Penalties under FEMA Act Act, 1999

FEMA stands for Foreign Exchange Management Act. It was passed on 1st June 2000 to facilitate India’s foreign exchange market’s external trades and maintenance. Compliance with FEMA is important else; it will lead to Penalties under FEMA Act.

FEMA brought a significant change because it made all offenses regarding foreign exchange civil offenses instead of criminal offenses as dictated by FERA.

The article specifically talks about the Penalties under FEMA Act, 1999[1].

Compliance with FEMA

Compliance with the provisions of FEMA is important to avoid Penalties under FEMA Act.

There are 3 stages of compliance:

  • Before the transaction;
  • During the transaction; and
  • After the transaction.

Thus, any person or company that wants to do business in a foreign country or buy foreign securities should comply with FEMA’s provisions to avoid Penalties under FEMA Act.

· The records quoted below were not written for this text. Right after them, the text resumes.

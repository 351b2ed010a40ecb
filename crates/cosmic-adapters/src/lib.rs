//! Source adapter contract + the JSON-API and HTML-report adapters.

use std::collections::BTreeMap;
use std::path::Path;
use std::time::Duration;

use anyhow::{Context, Result};
use async_trait::async_trait;
use chrono::{DateTime, FixedOffset};
use cosmic_core::{
    clamp_progress, format_timestamp, round_down_to_half_hour, NormalizedRecord, SourceKind,
};
use cosmic_storage::{FetchError, HttpFetcher};
use scraper::{ElementRef, Html, Selector};
use serde::Deserialize;
use serde_json::Value as JsonValue;
use thiserror::Error;
use tracing::{debug, info, warn};
use uuid::Uuid;

pub const CRATE_NAME: &str = "cosmic-adapters";

pub const DEFAULT_CN_URL: &str = "https://ff14act.web.sdo.com/api/cosmicData/getCosmicData";
pub const DEFAULT_NA_URL: &str =
    "https://na.finalfantasyxiv.com/lodestone/cosmic_exploration/report/";
pub const DEFAULT_CN_TIMEOUT: Duration = Duration::from_secs(15);
pub const DEFAULT_NA_TIMEOUT: Duration = Duration::from_secs(20);

/// `code` value the JSON API reports on success.
pub const CN_SUCCESS_CODE: i64 = 10000;
pub const CN_DEFAULT_REGION: &str = "国服";
pub const CN_DEFAULT_SERVER: &str = "未知服务器";
pub const NA_UNKNOWN_REGION: &str = "国际服-未知区域";

/// Number of steps of the Lodestone progress gauge.
pub const GAUGE_STEPS: u32 = 8;

#[derive(Debug, Clone, PartialEq, Eq)]
pub struct FetchedPage {
    pub url: String,
    pub body: Vec<u8>,
}

#[derive(Debug, Clone, PartialEq, Eq)]
pub struct AdapterContext {
    pub run_id: Uuid,
    pub now: DateTime<FixedOffset>,
}
//! Core record model and civil-time helpers for the cosmic progress tracker.

use std::collections::HashMap;
use std::fmt;

use chrono::{DateTime, Duration, FixedOffset, NaiveDateTime, Timelike, Utc};
use serde::{Deserialize, Serialize};

pub const CRATE_NAME: &str = "cosmic-core";

/// Offset of the civil clock every timestamp is expressed in (UTC+8).
pub const CIVIL_OFFSET_SECS: i32 = 8 * 3600;

/// Canonical `lastUpdate` / `changeTime` layout.
pub const TIMESTAMP_FORMAT: &str = "%Y-%m-%d %H:%M:%S";

/// Layout of the stem of every snapshot filename.
pub const FILE_STEM_FORMAT: &str = "%Y-%m-%d-%H-%M";

pub const CHANGELOG_KIND: &str = "progress_changes";

/// Which upstream produced a record.
#[derive(Debug, Clone, Copy, PartialEq, Eq, Hash, PartialOrd, Ord, Serialize, Deserialize)]
#[serde(rename_all = "lowercase")]
pub enum SourceKind {
    /// JSON API of the mainland service.
    Cn,
    /// Lodestone HTML report of the global service.
    Na,
}

impl SourceKind {
    pub fn as_str(self) -> &'static str {
        match self {
            Self::Cn => "cn",
            Self::Na => "na",
        }
    }
}

impl fmt::Display for SourceKind {
    fn fmt(&self, f: &mut fmt::Formatter<'_>) -> fmt::Result {
        f.write_str(self.as_str())
    }
}

/// One server's progress at fetch time, after source-specific normalization.
#[derive(Debug, Clone, PartialEq, Serialize, Deserialize)]
pub struct NormalizedRecord {
    pub region: String,
    pub server: String,
    #[serde(default, skip_serializing_if = "Option::is_none")]
    pub dc: Option<String>,
    pub progress: f64,
    pub level: u32,
    #[serde(rename = "lastUpdate")]
    pub last_update: String,
    pub source: SourceKind,
}

impl NormalizedRecord {
    pub fn identity_key(&self) -> String {
        identity_key(&self.region, &self.server)
    }
}

/// Key that ties one server's records together across runs.
pub fn identity_key(region: &str, server: &str) -> String {
    format!("{region}-{server}")
}

/// Identity key -> progress of one snapshot.
pub type ProgressIndex = HashMap<String, f64>;

/// One detected progress delta between two consecutive snapshots.
#[derive(Debug, Clone, PartialEq, Serialize, Deserialize)]
#[serde(rename_all = "camelCase")]
pub struct ChangeEvent {
    pub server_id: String,
    pub old_progress: f64,
    pub new_progress: f64,
    pub change_time: String,
}

#[derive(Debug, Clone, PartialEq, Serialize, Deserialize)]
pub struct ChangeLog {
    #[serde(rename = "type")]
    pub kind: String,
    pub count: usize,
    pub changes: Vec<ChangeEvent>,
}

impl ChangeLog {
    pub fn from_events(changes: Vec<ChangeEvent>) -> Self {
        Self {
            kind: CHANGELOG_KIND.to_string(),
            count: changes.len(),
            changes,
        }
    }
}

/// Clamp a raw percentage into `[0, 100]`; non-finite input becomes 0.
pub fn clamp_progress(value: f64) -> f64 {
    if value.is_nan() {
        return 0.0;
    }
    value.clamp(0.0, 100.0)
}

const CIVIL_OFFSET: FixedOffset = match FixedOffset::east_opt(CIVIL_OFFSET_SECS) {
    Some(offset) => offset,
    None => panic!("civil offset out of range"),
};

pub fn civil_offset() -> FixedOffset {
    CIVIL_OFFSET
}

/// Now, on the fixed UTC+8 civil clock regardless of the host zone.
pub fn current_instant() -> DateTime<FixedOffset> {
    Utc::now().with_timezone(&civil_offset())
}

/// Truncate to the enclosing `:00` or `:30` boundary.
pub fn round_down_to_half_hour(instant: DateTime<FixedOffset>) -> DateTime<FixedOffset> {
    let excess = Duration::minutes(i64::from(instant.minute() % 30))
        + Duration::seconds(i64::from(instant.second()))
        + Duration::nanoseconds(i64::from(instant.nanosecond()));
    instant - excess
}

pub fn format_timestamp(instant: DateTime<FixedOffset>) -> String {
    instant.format(TIMESTAMP_FORMAT).to_string()
}

pub fn format_file_stem(instant: DateTime<FixedOffset>) -> String {
    instant.format(FILE_STEM_FORMAT).to_string()
}

pub fn parse_file_stem(stem: &str) -> Option<NaiveDateTime> {
    NaiveDateTime::parse_from_str(stem, FILE_STEM_FORMAT).ok()
}
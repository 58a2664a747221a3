//! Closed-form sums and products of concrete polynomials.
//!
//! The `try_*` functions are the dispatch table: they return `None` for any pair they do not
//! define (a product above degree 3, or an operand that is random or generic). The optimizer
//! treats `None` as "leave un-folded". Direct callers use the `combine_*` wrappers, which report
//! an undefined pair as [`VaryingError::Unsupported`].

use crate::foundation::error::{VaryingError, VaryingResult};
use crate::polynomial::ir::{Coefficients, PolynomialNode};

/// Sum of two concrete polynomials; degree is the larger of the two.
pub fn try_add(a: &PolynomialNode, b: &PolynomialNode) -> Option<PolynomialNode> {
    let ca = a.coefficients()?;
    let cb = b.coefficients()?;
    let n = ca.len().max(cb.len());
    let sum: Coefficients = (0..n)
        .map(|i| ca.get(i).copied().unwrap_or(0.0) + cb.get(i).copied().unwrap_or(0.0))
        .collect();
    PolynomialNode::from_coefficients(&sum)
}

/// Product of two concrete polynomials, defined while the degree sum stays ≤ 3.
pub fn try_multiply(a: &PolynomialNode, b: &PolynomialNode) -> Option<PolynomialNode> {
    use PolynomialNode::{Degree0, Degree1, Degree2, Degree3};

    match (a, b) {
        (Degree0(k), p) => scale(p, *k),
        (p, Degree0(k)) => scale(p, *k),
        (Degree1(x), Degree1(y)) => Some(Degree2(mul_1_1(x, y))),
        (Degree1(x), Degree2(y)) | (Degree2(y), Degree1(x)) => Some(Degree3(mul_1_2(x, y))),
        // 2×2, 1×3, 2×3, 3×3, and anything random or generic.
        _ => None,
    }
}

/// [`try_add`], with an undefined pair reported as an error.
pub fn combine_add(a: &PolynomialNode, b: &PolynomialNode) -> VaryingResult<PolynomialNode> {
    try_add(a, b).ok_or_else(|| undefined("add", a, b))
}

/// [`try_multiply`], with an undefined pair reported as an error.
pub fn combine_multiply(a: &PolynomialNode, b: &PolynomialNode) -> VaryingResult<PolynomialNode> {
    try_multiply(a, b).ok_or_else(|| undefined("multiply", a, b))
}

fn undefined(op: &str, a: &PolynomialNode, b: &PolynomialNode) -> VaryingError {
    VaryingError::unsupported(format!(
        "{op} is not defined for {} and {}",
        a.shape_name(),
        b.shape_name()
    ))
}

fn scale(p: &PolynomialNode, k: f32) -> Option<PolynomialNode> {
    use PolynomialNode::{Degree0, Degree1, Degree2, Degree3};

    match p {
        Degree0(a0) => Some(Degree0(a0 * k)),
        Degree1(a) => Some(Degree1(a.map(|c| c * k))),
        Degree2(a) => Some(Degree2(a.map(|c| c * k))),
        Degree3(a) => Some(Degree3(a.map(|c| c * k))),
        PolynomialNode::Random | PolynomialNode::Add(..) | PolynomialNode::Multiply(..) => None,
    }
}

fn mul_1_1(x: &[f32; 2], y: &[f32; 2]) -> [f32; 3] {
    [x[0] * y[0], x[0] * y[1] + x[1] * y[0], x[1] * y[1]]
}

fn mul_1_2(x: &[f32; 2], y: &[f32; 3]) -> [f32; 4] {
    [
        x[0] * y[0],
        x[0] * y[1] + x[1] * y[0],
        x[0] * y[2] + x[1] * y[1],
        x[1] * y[2],
    ]
}

#[cfg(test)]
#[path = "../../tests/unit/polynomial/algebra.rs"]
mod tests;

Offences and Penalties under FEMA Act

Section 13 talks about the Penalties under FEMA Act.

It states that any contravention under FEMA will invite the following penalties:

  • The individual would be held liable for a penalty that is thrice the sum involved, where the amount is quantifiable or up to Rs. 2 lakhs, where the amount is not quantifiable. When such contravention continues, Rs. 5000 for every day till the violation persists.
  • Further, the adjudicating authority in addition to the penalty may confiscate any currency, security or any other property involved in the contravention.

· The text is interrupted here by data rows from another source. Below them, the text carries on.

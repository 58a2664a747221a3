use crate::varying::ir::VaryingNode;
use crate::varying::semantic::{VaryingSemantic, evaluate};

/// Text emitted for constructs with no shading-language equivalent.
pub const UNSUPPORTED_RANDOM: &str = "<random-not-supported>";

/// Text emitted for NaN and infinite literals.
pub const UNSUPPORTED_LITERAL: &str = "<non-finite-not-supported>";

/// Integer-looking literals at or above this magnitude switch to exponent form.
const EXPONENT_THRESHOLD: f32 = 1e7;

/// A shading-language expression in `t`.
#[derive(Clone, Debug, PartialEq, Eq)]
pub struct ShaderCode {
    /// Single-line infix expression.
    pub text: String,
    /// Number of [`UNSUPPORTED_RANDOM`] and [`UNSUPPORTED_LITERAL`] markers inside `text`.
    pub unsupported: usize,
}

impl ShaderCode {
    /// Return `true` when the text is usable as-is.
    pub fn is_valid(&self) -> bool {
        self.unsupported == 0
    }
}

impl std::fmt::Display for ShaderCode {
    fn fmt(&self, f: &mut std::fmt::Formatter<'_>) -> std::fmt::Result {
        f.write_str(&self.text)
    }
}

/// Renders HLSL-style expressions: `t`, literals, `(a + b)`, `(a * b)`, `lerp(x, y, s)`.
#[derive(Clone, Copy, Debug, Default)]
pub struct ShaderCodegen;

impl VaryingSemantic for ShaderCodegen {
    type Output = ShaderCode;

    fn symbol(&self, _node: &VaryingNode) -> ShaderCode {
        ShaderCode {
            text: "t".to_owned(),
            unsupported: 0,
        }
    }

    fn random(&self, _node: &VaryingNode) -> ShaderCode {
        ShaderCode {
            text: UNSUPPORTED_RANDOM.to_owned(),
            unsupported: 1,
        }
    }

    fn literal(&self, _node: &VaryingNode, value: f32) -> ShaderCode {
        if !value.is_finite() {
            return ShaderCode {
                text: UNSUPPORTED_LITERAL.to_owned(),
                unsupported: 1,
            };
        }
        ShaderCode {
            text: float_literal(value),
            unsupported: 0,
        }
    }

    fn add(&self, _node: &VaryingNode, left: ShaderCode, right: ShaderCode) -> ShaderCode {
        ShaderCode {
            text: format!("({} + {})", left.text, right.text),
            unsupported: left.unsupported + right.unsupported,
        }
    }

    fn multiply(&self, _node: &VaryingNode, left: ShaderCode, right: ShaderCode) -> ShaderCode {
        ShaderCode {
            text: format!("({} * {})", left.text, right.text),
            unsupported: left.unsupported + right.unsupported,
        }
    }

    fn lerp(&self, _node: &VaryingNode, x: ShaderCode, y: ShaderCode, s: ShaderCode) -> ShaderCode {
        ShaderCode {
            text: format!("lerp({}, {}, {})", x.text, y.text, s.text),
            unsupported: x.unsupported + y.unsupported + s.unsupported,
        }
    }
}

/// Shortest display form, unless that would read as an overflowing integer literal.
fn float_literal(value: f32) -> String {
    let text = format!("{value}");
    if !text.contains('.') && value.abs() >= EXPONENT_THRESHOLD {
        format!("{value:e}")
    } else {
        text
    }
}

/// Render `node` as a shading-language expression.
pub fn to_shader_code(node: &VaryingNode) -> ShaderCode {
    evaluate(node, &ShaderCodegen)
}

#[cfg(test)]
#[path = "../../tests/unit/varying/codegen.rs"]
mod tests;
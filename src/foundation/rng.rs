/// Source of uniform random values in `[0, 1)`.
///
/// Samplers never own one of these; callers pass it to every `sample` call so a compiled node can
/// be shared between threads while each caller keeps its own generator.
pub trait RandomSource {
    /// Draw the next value in `[0, 1)`.
    fn next_f32(&mut self) -> f32;
}

impl<R: RandomSource + ?Sized> RandomSource for &mut R {
    fn next_f32(&mut self) -> f32 {
        (**self).next_f32()
    }
}

/// Small deterministic generator (SplitMix64).
#[derive(Clone, Copy, Debug, PartialEq, Eq)]
pub struct Rng64 {
    state: u64,
}

impl Rng64 {
    /// Create a generator from a seed.
    pub fn new(seed: u64) -> Self {
        Self { state: seed }
    }

    /// Derive an independent generator for stream `index` of `seed`.
    ///
    /// Used to give each batch chunk its own sequence regardless of which thread runs it.
    pub fn stream(seed: u64, index: u64) -> Self {
        let mut mixer = Self::new(seed ^ index.wrapping_mul(0xD6E8_FEB8_6659_FD93));
        Self::new(mixer.next_u64())
    }

    /// Next raw 64-bit value.
    pub fn next_u64(&mut self) -> u64 {
        self.state = self.state.wrapping_add(0x9E37_79B9_7F4A_7C15);
        let mut z = self.state;
        z = (z ^ (z >> 30)).wrapping_mul(0xBF58_476D_1CE4_E5B9);
        z = (z ^ (z >> 27)).wrapping_mul(0x94D0_49BB_1331_11EB);
        z ^ (z >> 31)
    }
}

impl RandomSource for Rng64 {
    fn next_f32(&mut self) -> f32 {
        // 24 bits of precision, exactly representable in f32.
        let v = self.next_u64() >> 40;
        (v as f32) * (1.0 / (1u32 << 24) as f32)
    }
}

#[cfg(test)]
#[path = "../../tests/unit/foundation/rng.rs"]
mod tests;
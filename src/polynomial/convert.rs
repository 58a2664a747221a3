//! Conversions between the Varying IR and the Polynomial IR.

use crate::foundation::error::{VaryingError, VaryingResult};
use crate::polynomial::ir::{self as poly, PolynomialNode};
use crate::polynomial::optimize::optimize;
use crate::polynomial::semantic::{self as poly_semantic, PolynomialSemantic};
use crate::varying::ir::{self as vary, VaryingNode};
use crate::varying::lower::lower;
use crate::varying::semantic::{self as vary_semantic, VaryingSemantic};

/// Maps lerp-free Varying primitives onto Polynomial primitives without folding anything.
struct ToPolynomial;

impl VaryingSemantic for ToPolynomial {
    type Output = VaryingResult<PolynomialNode>;

    fn symbol(&self, _node: &VaryingNode) -> Self::Output {
        Ok(poly::degree1(0.0, 1.0))
    }

    fn random(&self, _node: &VaryingNode) -> Self::Output {
        Ok(poly::random())
    }

    fn literal(&self, _node: &VaryingNode, value: f32) -> Self::Output {
        Ok(poly::degree0(value))
    }

    fn add(&self, _node: &VaryingNode, left: Self::Output, right: Self::Output) -> Self::Output {
        Ok(poly::add(left?, right?))
    }

    fn multiply(
        &self,
        _node: &VaryingNode,
        left: Self::Output,
        right: Self::Output,
    ) -> Self::Output {
        Ok(poly::multiply(left?, right?))
    }

    fn lerp(
        &self,
        _node: &VaryingNode,
        _x: Self::Output,
        _y: Self::Output,
        _s: Self::Output,
    ) -> Self::Output {
        Err(VaryingError::invariant(
            "lerp reached polynomial conversion; lower the tree first",
        ))
    }
}

/// Lower `node` and map it onto the Polynomial IR. Sums and products stay generic until
/// [`optimize`] runs.
#[tracing::instrument(skip_all, fields(nodes = node.node_count()))]
pub fn to_polynomial(node: &VaryingNode) -> VaryingResult<PolynomialNode> {
    let lowered = lower(node);
    vary_semantic::evaluate(&lowered, &ToPolynomial)
}

fn expand1(a: [f32; 2]) -> VaryingNode {
    vary::add(
        vary::multiply(vary::literal(a[1]), vary::symbol()),
        vary::literal(a[0]),
    )
}

fn expand2(a: [f32; 3]) -> VaryingNode {
    vary::add(
        vary::multiply(
            vary::literal(a[2]),
            vary::multiply(vary::symbol(), vary::symbol()),
        ),
        expand1([a[0], a[1]]),
    )
}

fn expand3(a: [f32; 4]) -> VaryingNode {
    vary::add(
        vary::multiply(
            vary::literal(a[3]),
            vary::multiply(
                vary::symbol(),
                vary::multiply(vary::symbol(), vary::symbol()),
            ),
        ),
        expand2([a[0], a[1], a[2]]),
    )
}

/// Re-expands coefficients into `aₖ·tᵏ + … + a0` over symbols and literals.
struct ToVarying;

impl PolynomialSemantic for ToVarying {
    type Output = VaryingNode;

    fn degree0(&self, _node: &PolynomialNode, a0: f32) -> VaryingNode {
        vary::literal(a0)
    }

    fn degree1(&self, _node: &PolynomialNode, a: [f32; 2]) -> VaryingNode {
        expand1(a)
    }

    fn degree2(&self, _node: &PolynomialNode, a: [f32; 3]) -> VaryingNode {
        expand2(a)
    }

    fn degree3(&self, _node: &PolynomialNode, a: [f32; 4]) -> VaryingNode {
        expand3(a)
    }

    fn random(&self, _node: &PolynomialNode) -> VaryingNode {
        vary::random()
    }

    fn add(&self, _node: &PolynomialNode, left: VaryingNode, right: VaryingNode) -> VaryingNode {
        vary::add(left, right)
    }

    fn multiply(
        &self,
        _node: &PolynomialNode,
        left: VaryingNode,
        right: VaryingNode,
    ) -> VaryingNode {
        vary::multiply(left, right)
    }
}

/// Expand `node` back into the Varying IR.
pub fn to_varying(node: &PolynomialNode) -> VaryingNode {
    poly_semantic::evaluate(node, &ToVarying)
}

/// Lower, convert, optimize, and expand back: the minimal-degree Varying form of `node`.
pub fn simplify(node: &VaryingNode) -> VaryingResult<VaryingNode> {
    let optimized = optimize(&to_polynomial(node)?);
    Ok(to_varying(&optimized))
}

#[cfg(test)]
#[path = "../../tests/unit/polynomial/convert.rs"]
mod tests;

Section 14 talks about enforcement of the order of the adjudicatory authority.

It states that:

  • If anyone fails to make full payment of penalty within 90 days from the date on which the notice payment of penalty was served, he shall be liable to civil imprisonment.
  • The order for arrest or civil detention can only be made unless the adjudicating authority has issued a notice to the defaulter to appear before him.
  • If the adjudicating authority is satisfied then he may pass the order for arrest of the defaulter.
  • Every person arrested under this section, will be brought before the adjudicating authority within 24 hours of his arrest.
  • The defaulter should be allowed to defend himself by the adjudicating authority.
  • Every person detained in the civil prison in execution of the certificate  may:
  • detained when the certificate is of demand of an amount exceeding 1 crore rupees for up to 3 years, or
  • in any other case for up to 6 years.
  • The defaulter will not be discharged from his liability, even after he is released from the civil detention.

Section 15talks about the power to compound contravention.

It states that:

  • An application on any contravention under section 13, made by any person committing the contravention, be compounded within 180 days from the date of receipt by the ED (Director of Enforcement); and
  • No further proceeding can be made, where contravention has been compounded.

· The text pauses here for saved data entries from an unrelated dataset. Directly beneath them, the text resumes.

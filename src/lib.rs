//! Time-varying scalar expressions with interchangeable interpretations.
//!
//! A varying is a tree over the time symbol `t`, random draws, literals, sums, products and
//! linear interpolation. The same tree can be:
//!
//! - interpreted directly ([`interpret`]),
//! - rendered as shader source ([`to_shader_code`]),
//! - lowered, converted to a degree ≤ 3 polynomial and optimized ([`to_polynomial`],
//!   [`optimize`], [`simplify`]),
//! - compiled into a thread-shareable sampler ([`compile_varying`], [`compile_polynomial`]) and
//!   evaluated one time or many at once ([`sample_batch`]).
//!
//! Random draws always come from a caller-supplied [`RandomSource`].
#![forbid(unsafe_code)]
#![deny(missing_docs)]

mod foundation;

/// Text syntax for varyings.
pub mod frontend;
/// Degree ≤ 3 polynomial IR.
pub mod polynomial;
/// Sampling runtime.
pub mod runtime;
/// The Varying IR and its backends.
pub mod varying;

pub use crate::foundation::error::{VaryingError, VaryingResult};
pub use crate::foundation::rng::{RandomSource, Rng64};

pub use crate::frontend::parse;
pub use crate::polynomial::algebra::{combine_add, combine_multiply};
pub use crate::polynomial::convert::{simplify, to_polynomial, to_varying};
pub use crate::polynomial::ir::PolynomialNode;
pub use crate::polynomial::optimize::optimize;
pub use crate::runtime::batch::{
    SampleBatchOpts, integrate_midpoint, linspace, sample_batch, sample_into,
};
pub use crate::runtime::compile::{SampleNode, compile_polynomial, compile_varying};
pub use crate::runtime::node::Sample;
pub use crate::varying::codegen::{
    ShaderCode, UNSUPPORTED_LITERAL, UNSUPPORTED_RANDOM, to_shader_code,
};
pub use crate::varying::interpret::{Interpreted, interpret};
pub use crate::varying::ir::VaryingNode;
pub use crate::varying::lower::lower;
pub use crate::varying::substitute::{compose, offset, scale, substitute};
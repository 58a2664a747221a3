use super::*;
use crate::polynomial::ir::{add, degree0, degree1, degree2, degree3, multiply, random};

#[test]
fn zero_constant_is_additive_identity() {
    let p = add(degree0(0.0), degree1(3.0, 1.0));
    assert_eq!(optimize(&p), degree1(3.0, 1.0));

    let q = add(random(), degree0(0.0));
    assert_eq!(optimize(&q), random());
}

#[test]
fn folds_nested_concrete_operands() {
    let t = degree1(0.0, 1.0);
    let p = add(
        multiply(t.clone(), t.clone()),
        add(multiply(degree0(2.0), t), degree0(1.0)),
    );
    assert_eq!(optimize(&p), degree2(1.0, 2.0, 1.0));
}

#[test]
fn leaves_random_and_oversized_products_unfolded() {
    let q = degree2(0.0, 0.0, 1.0);
    let p = multiply(q.clone(), q.clone());
    assert_eq!(optimize(&p), p);

    let r = add(multiply(degree0(2.0), degree0(3.0)), random());
    assert_eq!(optimize(&r), add(degree0(6.0), random()));
}

#[test]
fn generic_children_are_still_optimized() {
    let inner = multiply(degree1(1.0, 1.0), degree1(-1.0, 1.0));
    let p = multiply(random(), inner);
    assert_eq!(
        optimize(&p),
        multiply(random(), degree2(-1.0, 0.0, 1.0))
    );
}

#[test]
fn optimize_is_idempotent() {
    let trees = vec![
        add(degree0(0.0), degree1(3.0, 1.0)),
        multiply(degree2(1.0, 0.0, 1.0), degree2(0.0, 1.0, 1.0)),
        add(random(), multiply(random(), degree0(0.0))),
        add(
            multiply(degree1(1.0, 2.0), degree2(0.5, 0.0, 1.0)),
            add(degree3(1.0, 1.0, 1.0, 1.0), random()),
        ),
        multiply(add(degree0(0.0), random()), degree0(2.0)),
    ];
    for tree in trees {
        let once = optimize(&tree);
        assert_eq!(optimize(&once), once);
    }
}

To have a better understanding, let us look into the meaning of compounding.

What is compounding of contravention?

  • Contravention is the violation or breah of provisions under FEMA, 1999.
  • Compounding of contraventions is the process wherein the individual or the corporate entity admits the commitiing of the contravention & seeks redressal from the Reserve Bank of India.
  • A monetary penalty on the contravener, as he acknowledges that he committed contravention.
  • Compounding allows to avoid litigation and fast track the process of determining the penalty.

What is the fee to be paid?

  • The applicant has to furnish all the details along with the application form worth Rs. 5000. He must also mention that if the case in under investigation of the ED (Director of Enforcement) or the Prevention of Money Laundering Act, 2002.
  • The contravention penalty must be paid within 15 days of the passing of the compounding order.
  • If the person failed to pay the penalty within 3 days, then it will be considred as the individual never asked for compounding contravention.
  • He will be liable for legal action under FEMA, 1999.
  • The compounding processs will be completed within 180 days from the receipt of the request.
  • Powers to compound (Section 15) – any contravention under Section 13 may, on application made by the person committing such contravention, be compounded within 180 days from the date of application by Directorate of Enforcement and Reserve Bank of India.

Conclusion

FEMA allows an authorized person to deal in foreign exchange or security. FEMA replaced an old act FERA to bring leniency and flexibility. FEMA’s primary aim is to facilitate external payments & trade and maintain the foreign exchange market in India.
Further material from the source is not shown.